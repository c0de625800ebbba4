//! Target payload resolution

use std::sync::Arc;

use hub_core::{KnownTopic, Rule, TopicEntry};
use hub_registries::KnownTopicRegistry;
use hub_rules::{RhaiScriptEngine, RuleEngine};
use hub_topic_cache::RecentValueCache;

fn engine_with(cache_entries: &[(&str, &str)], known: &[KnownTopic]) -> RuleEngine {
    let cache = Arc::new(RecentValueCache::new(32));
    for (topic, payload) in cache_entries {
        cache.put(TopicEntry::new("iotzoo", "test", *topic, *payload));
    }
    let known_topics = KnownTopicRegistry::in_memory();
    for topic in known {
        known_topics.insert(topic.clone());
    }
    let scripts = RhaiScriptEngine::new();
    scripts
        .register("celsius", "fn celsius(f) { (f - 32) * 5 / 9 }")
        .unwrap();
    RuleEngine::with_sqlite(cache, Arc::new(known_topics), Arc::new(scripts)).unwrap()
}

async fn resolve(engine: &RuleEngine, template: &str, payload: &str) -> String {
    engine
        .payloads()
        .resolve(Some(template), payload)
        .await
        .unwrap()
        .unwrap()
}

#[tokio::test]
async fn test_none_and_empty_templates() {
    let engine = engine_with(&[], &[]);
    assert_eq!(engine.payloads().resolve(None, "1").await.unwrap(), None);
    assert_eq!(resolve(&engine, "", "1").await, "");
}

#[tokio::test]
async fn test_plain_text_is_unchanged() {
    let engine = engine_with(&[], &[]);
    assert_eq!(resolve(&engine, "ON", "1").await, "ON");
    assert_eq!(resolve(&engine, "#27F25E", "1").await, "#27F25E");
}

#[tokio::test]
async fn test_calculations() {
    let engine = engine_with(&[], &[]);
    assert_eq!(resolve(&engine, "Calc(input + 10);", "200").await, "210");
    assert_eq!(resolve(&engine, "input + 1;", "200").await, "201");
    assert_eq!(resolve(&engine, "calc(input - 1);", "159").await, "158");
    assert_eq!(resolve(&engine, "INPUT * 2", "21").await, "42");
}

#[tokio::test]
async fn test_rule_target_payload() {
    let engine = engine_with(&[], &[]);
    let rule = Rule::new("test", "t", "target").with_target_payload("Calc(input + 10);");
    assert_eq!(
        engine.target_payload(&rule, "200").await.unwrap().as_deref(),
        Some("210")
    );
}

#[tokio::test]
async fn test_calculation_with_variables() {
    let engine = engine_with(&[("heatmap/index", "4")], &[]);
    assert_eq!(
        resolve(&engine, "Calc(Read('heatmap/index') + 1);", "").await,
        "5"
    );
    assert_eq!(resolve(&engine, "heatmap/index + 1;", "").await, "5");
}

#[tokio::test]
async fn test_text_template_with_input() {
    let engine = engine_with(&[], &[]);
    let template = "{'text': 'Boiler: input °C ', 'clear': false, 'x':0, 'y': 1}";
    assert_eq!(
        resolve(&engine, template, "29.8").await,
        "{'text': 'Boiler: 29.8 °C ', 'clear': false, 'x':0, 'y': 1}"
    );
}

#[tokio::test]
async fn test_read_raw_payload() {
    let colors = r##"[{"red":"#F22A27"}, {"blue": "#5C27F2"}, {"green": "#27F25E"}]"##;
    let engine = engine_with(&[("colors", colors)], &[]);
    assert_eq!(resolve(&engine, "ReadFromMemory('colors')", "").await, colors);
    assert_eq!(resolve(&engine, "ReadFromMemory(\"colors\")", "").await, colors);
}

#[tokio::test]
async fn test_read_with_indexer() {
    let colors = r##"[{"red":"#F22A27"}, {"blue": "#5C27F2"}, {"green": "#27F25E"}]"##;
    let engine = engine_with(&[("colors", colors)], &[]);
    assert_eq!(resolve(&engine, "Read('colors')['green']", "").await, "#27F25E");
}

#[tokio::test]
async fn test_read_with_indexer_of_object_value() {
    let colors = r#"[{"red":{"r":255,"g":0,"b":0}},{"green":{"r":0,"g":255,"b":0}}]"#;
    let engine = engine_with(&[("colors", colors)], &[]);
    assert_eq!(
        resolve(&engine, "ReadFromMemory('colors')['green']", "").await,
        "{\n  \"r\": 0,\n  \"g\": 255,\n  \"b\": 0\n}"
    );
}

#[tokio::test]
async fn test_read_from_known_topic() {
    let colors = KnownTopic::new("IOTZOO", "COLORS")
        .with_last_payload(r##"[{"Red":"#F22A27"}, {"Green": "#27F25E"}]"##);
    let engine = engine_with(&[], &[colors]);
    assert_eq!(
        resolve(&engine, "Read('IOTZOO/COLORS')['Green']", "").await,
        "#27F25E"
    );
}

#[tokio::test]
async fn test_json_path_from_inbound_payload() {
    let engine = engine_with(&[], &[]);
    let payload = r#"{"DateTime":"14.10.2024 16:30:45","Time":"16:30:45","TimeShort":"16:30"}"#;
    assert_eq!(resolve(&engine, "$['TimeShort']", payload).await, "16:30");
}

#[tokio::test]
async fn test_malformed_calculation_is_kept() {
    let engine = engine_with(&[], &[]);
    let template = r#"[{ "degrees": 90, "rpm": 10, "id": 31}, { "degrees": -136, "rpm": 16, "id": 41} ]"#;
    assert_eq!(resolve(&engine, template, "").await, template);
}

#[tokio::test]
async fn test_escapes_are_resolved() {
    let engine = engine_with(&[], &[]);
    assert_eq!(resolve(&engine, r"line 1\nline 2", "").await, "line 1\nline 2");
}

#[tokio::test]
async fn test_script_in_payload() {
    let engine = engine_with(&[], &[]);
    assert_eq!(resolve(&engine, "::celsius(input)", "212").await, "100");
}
○ ○ ○ ○ ○
About this exercise: What belongs in the answer is each line of the data that has the word "RecentValueCache".

Expected answer:
use hub_topic_cache::RecentValueCache;
    let cache = Arc::new(RecentValueCache::new(32));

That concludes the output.